We describe a synthetic strategy for the preparation of oligonucleotides using N(2)-alkylated and O(6)-allyl protected deoxyguanosine phosphoramidite building blocks derived from cis- and trans-opened (+/-)-7beta,8alpha-dihydroxy-9alpha,10alpha-epoxy-7,8,9,10-tetrahydrobenzo[a]pyrene and (+/-)-7beta,8alpha-dihydroxy-9beta,10beta-epoxy-7,8,9,10-tetrahydrobenzo[a]pyrene and from trans-opened (+/-)-3alpha,4beta-dihydroxy-1alpha,2alpha-epoxy-1,2,3,4-tetrahydrobenzo[c]phenanthrene.
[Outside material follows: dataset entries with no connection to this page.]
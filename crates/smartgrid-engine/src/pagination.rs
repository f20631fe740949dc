//! Pagination state
//!
//! Page-based mode slices one page at a time. Infinite-scroll mode keeps a
//! growing window starting at the first record, extended by `load_more`.

use serde::{Deserialize, Serialize};
use std::ops::Range;

/// Pagination display mode
#[derive(Debug, Clone, Copy, PartialEq, Eq, Serialize, Deserialize, Default)]
#[serde(rename_all = "snake_case")]
pub enum PaginationMode {
    /// Traditional page-based pagination with page numbers
    #[default]
    PageBased,
    /// Infinite scroll - loads more data as user scrolls
    InfiniteScroll,
}

impl PaginationMode {
    pub fn display_name(&self) -> &'static str {
        match self {
            Self::PageBased => "Page Based",
            Self::InfiniteScroll => "Infinite Scroll",
        }
    }

    pub fn all() -> &'static [Self] {
        &[Self::PageBased, Self::InfiniteScroll]
    }
}

pub const DEFAULT_PAGE_SIZES: &[usize] = &[10, 25, 50, 100];

/// Pagination state for one grid
#[derive(Debug, Clone)]
pub struct PaginationState {
    /// Current page number (1-indexed)
    pub current_page: usize,
    /// Records per page
    pub records_per_page: usize,
    /// Total records after filtering, when known
    pub total_records: Option<usize>,
    /// Number of records shown on the current page or window
    pub records_in_current_page: usize,
    /// Whether more records are available when the total is unknown
    pub has_more: bool,
    pub pagination_mode: PaginationMode,
    /// Records in the infinite-scroll window
    pub loaded_records: usize,
    pub available_page_sizes: Vec<usize>,
}

impl PaginationState {
    pub fn new(records_per_page: usize, mode: PaginationMode) -> Self {
        let records_per_page = records_per_page.max(1);
        Self {
            current_page: 1,
            records_per_page,
            total_records: None,
            records_in_current_page: 0,
            has_more: false,
            pagination_mode: mode,
            loaded_records: records_per_page,
            available_page_sizes: DEFAULT_PAGE_SIZES.to_vec(),
        }
    }

    pub fn with_page_sizes(mut self, sizes: Vec<usize>) -> Self {
        if !sizes.is_empty() {
            self.available_page_sizes = sizes;
        }
        if !self.available_page_sizes.contains(&self.records_per_page) {
            self.available_page_sizes.push(self.records_per_page);
            self.available_page_sizes.sort_unstable();
        }
        self
    }

    /// Calculate total number of pages
    pub fn total_pages(&self) -> Option<usize> {
        self.total_records
            .map(|total| total.div_ceil(self.records_per_page).max(1))
    }

    /// Offset of the first record on the current page
    pub fn offset(&self) -> usize {
        match self.pagination_mode {
            PaginationMode::PageBased => (self.current_page - 1) * self.records_per_page,
            PaginationMode::InfiniteScroll => 0,
        }
    }

    /// Records requested for the current page or window
    pub fn limit(&self) -> usize {
        match self.pagination_mode {
            PaginationMode::PageBased => self.records_per_page,
            PaginationMode::InfiniteScroll => self.loaded_records,
        }
    }

    /// Range of the current page within `len` processed records
    pub fn page_range(&self, len: usize) -> Range<usize> {
        let start = self.offset().min(len);
        let end = start.saturating_add(self.limit()).min(len);
        start..end
    }

    pub fn can_go_next(&self) -> bool {
        if let Some(total_pages) = self.total_pages() {
            self.current_page < total_pages
        } else {
            self.has_more
        }
    }

    pub fn can_go_prev(&self) -> bool {
        self.current_page > 1
    }

    pub fn go_next(&mut self) -> bool {
        if self.can_go_next() {
            self.current_page += 1;
            true
        } else {
            false
        }
    }

    pub fn go_prev(&mut self) -> bool {
        if self.can_go_prev() {
            self.current_page -= 1;
            true
        } else {
            false
        }
    }

    pub fn go_first(&mut self) -> bool {
        if self.current_page != 1 {
            self.current_page = 1;
            true
        } else {
            false
        }
    }

    /// Navigate to the last page. Does nothing while the total is unknown.
    pub fn go_last(&mut self) -> bool {
        match self.total_pages() {
            Some(last) if self.current_page != last => {
                self.current_page = last;
                true
            }
            _ => false,
        }
    }

    /// Navigate to a page, clamped to the known page range
    pub fn go_to_page(&mut self, page: usize) -> bool {
        let max_page = self.total_pages().unwrap_or(usize::MAX);
        let new_page = page.clamp(1, max_page);
        if self.current_page != new_page {
            self.current_page = new_page;
            true
        } else {
            false
        }
    }

    /// Set records per page. Resets to the first page.
    pub fn set_limit(&mut self, limit: usize) -> bool {
        if limit == 0 || self.records_per_page == limit {
            return false;
        }
        self.records_per_page = limit;
        self.reset();
        true
    }

    /// Switch modes. Resets to the first page.
    pub fn set_mode(&mut self, mode: PaginationMode) -> bool {
        if self.pagination_mode == mode {
            return false;
        }
        self.pagination_mode = mode;
        self.reset();
        true
    }

    /// Back to the first page and the initial window
    pub fn reset(&mut self) {
        self.current_page = 1;
        self.loaded_records = self.records_per_page;
    }

    /// Grow the infinite-scroll window by one page
    pub fn load_more(&mut self) -> bool {
        if self.pagination_mode != PaginationMode::InfiniteScroll {
            return false;
        }
        let more_available = match self.total_records {
            Some(total) => self.loaded_records < total,
            None => self.has_more,
        };
        if !more_available {
            return false;
        }
        self.loaded_records += self.records_per_page;
        true
    }

    /// Record the outcome of a recompute or a server load.
    ///
    /// The current page is clamped when the total shrank below it.
    pub fn update_after_load(&mut self, records_loaded: usize, total_records: Option<usize>) {
        self.records_in_current_page = records_loaded;
        self.total_records = total_records;

        // Determine if there are more pages based on loaded count
        if total_records.is_none() {
            self.has_more = records_loaded >= self.limit();
        }
        if let Some(last) = self.total_pages() {
            self.current_page = self.current_page.min(last);
        }
    }

    /// Status text, e.g. "25 records in page 1 of 4 (100 total)"
    pub fn status_text(&self) -> String {
        match self.pagination_mode {
            PaginationMode::PageBased => {
                if let Some(total) = self.total_records {
                    format!(
                        "{} records in page {} of {} ({} total)",
                        self.records_in_current_page,
                        self.current_page,
                        self.total_pages().unwrap_or(1),
                        total
                    )
                } else {
                    format!(
                        "{} records in page {}",
                        self.records_in_current_page, self.current_page
                    )
                }
            }
            PaginationMode::InfiniteScroll => {
                if let Some(total) = self.total_records {
                    format!(
                        "{} records loaded ({} total)",
                        self.records_in_current_page, total
                    )
                } else {
                    format!("{} records loaded", self.records_in_current_page)
                }
            }
        }
    }
}

#[cfg(test)]
mod tests {
    use super::*;

    fn paged(total: usize) -> PaginationState {
        let mut state = PaginationState::new(25, PaginationMode::PageBased);
        state.update_after_load(25.min(total), Some(total));
        state
    }

    #[test]
    fn test_total_pages() {
        assert_eq!(paged(0).total_pages(), Some(1));
        assert_eq!(paged(25).total_pages(), Some(1));
        assert_eq!(paged(26).total_pages(), Some(2));
        assert_eq!(paged(100).total_pages(), Some(4));
    }

    #[test]
    fn test_navigation_is_clamped() {
        let mut state = paged(60);
        assert!(!state.go_prev());
        assert!(state.go_next());
        assert!(state.go_next());
        assert!(!state.go_next());
        assert_eq!(state.current_page, 3);
        assert_eq!(state.page_range(60), 50..60);

        assert!(state.go_first());
        assert!(state.go_to_page(99));
        assert_eq!(state.current_page, 3);
        assert!(state.go_to_page(0));
        assert_eq!(state.current_page, 1);
        assert!(state.go_last());
        assert_eq!(state.current_page, 3);
    }

    #[test]
    fn test_set_limit_resets_page() {
        let mut state = paged(100);
        state.go_to_page(3);
        assert!(state.set_limit(50));
        assert_eq!(state.current_page, 1);
        assert!(!state.set_limit(0));
    }

    #[test]
    fn test_shrinking_total_clamps_page() {
        let mut state = paged(100);
        state.go_to_page(4);
        state.update_after_load(5, Some(30));
        assert_eq!(state.current_page, 2);
    }

    #[test]
    fn test_infinite_scroll_window() {
        let mut state = PaginationState::new(10, PaginationMode::InfiniteScroll);
        state.update_after_load(10, Some(25));
        assert_eq!(state.page_range(25), 0..10);

        assert!(state.load_more());
        assert!(state.load_more());
        assert!(!state.load_more());
        assert_eq!(state.page_range(25), 0..25);
        assert_eq!(state.status_text(), "10 records loaded (25 total)");
    }

    #[test]
    fn test_unknown_total_uses_has_more() {
        let mut state = PaginationState::new(10, PaginationMode::PageBased);
        state.update_after_load(10, None);
        assert!(state.can_go_next());
        assert!(!state.go_last());
        state.update_after_load(3, None);
        assert!(!state.can_go_next());
    }

    #[test]
    fn test_status_text() {
        assert_eq!(paged(100).status_text(), "25 records in page 1 of 4 (100 total)");
    }

    #[test]
    fn test_page_sizes_include_current() {
        let state = PaginationState::new(30, PaginationMode::PageBased).with_page_sizes(vec![]);
        assert_eq!(state.available_page_sizes, vec![10, 25, 30, 50, 100]);
    }
}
The appropriately blocked phosphoramidite building blocks were obtained as mixtures of the cis- and trans-opened diol epoxide adducts upon initial reaction of the diol epoxides with O(6)-allyl-3',5'-di-O-(tert-butyldimethylsilyl)-2'-deoxyguanosine. Key to the present approach is the removal of the O(6)-allyl protecting group utilizing a palladium catalyst prior to release of the constructed oligonucleotide with ammonia from the solid support. The methodology described enables a very convenient access to oligonucleotides containing cis- and trans-N(2)-deoxyguanosine adducts of polycyclic aromatic hydrocarbons in different sequence contexts.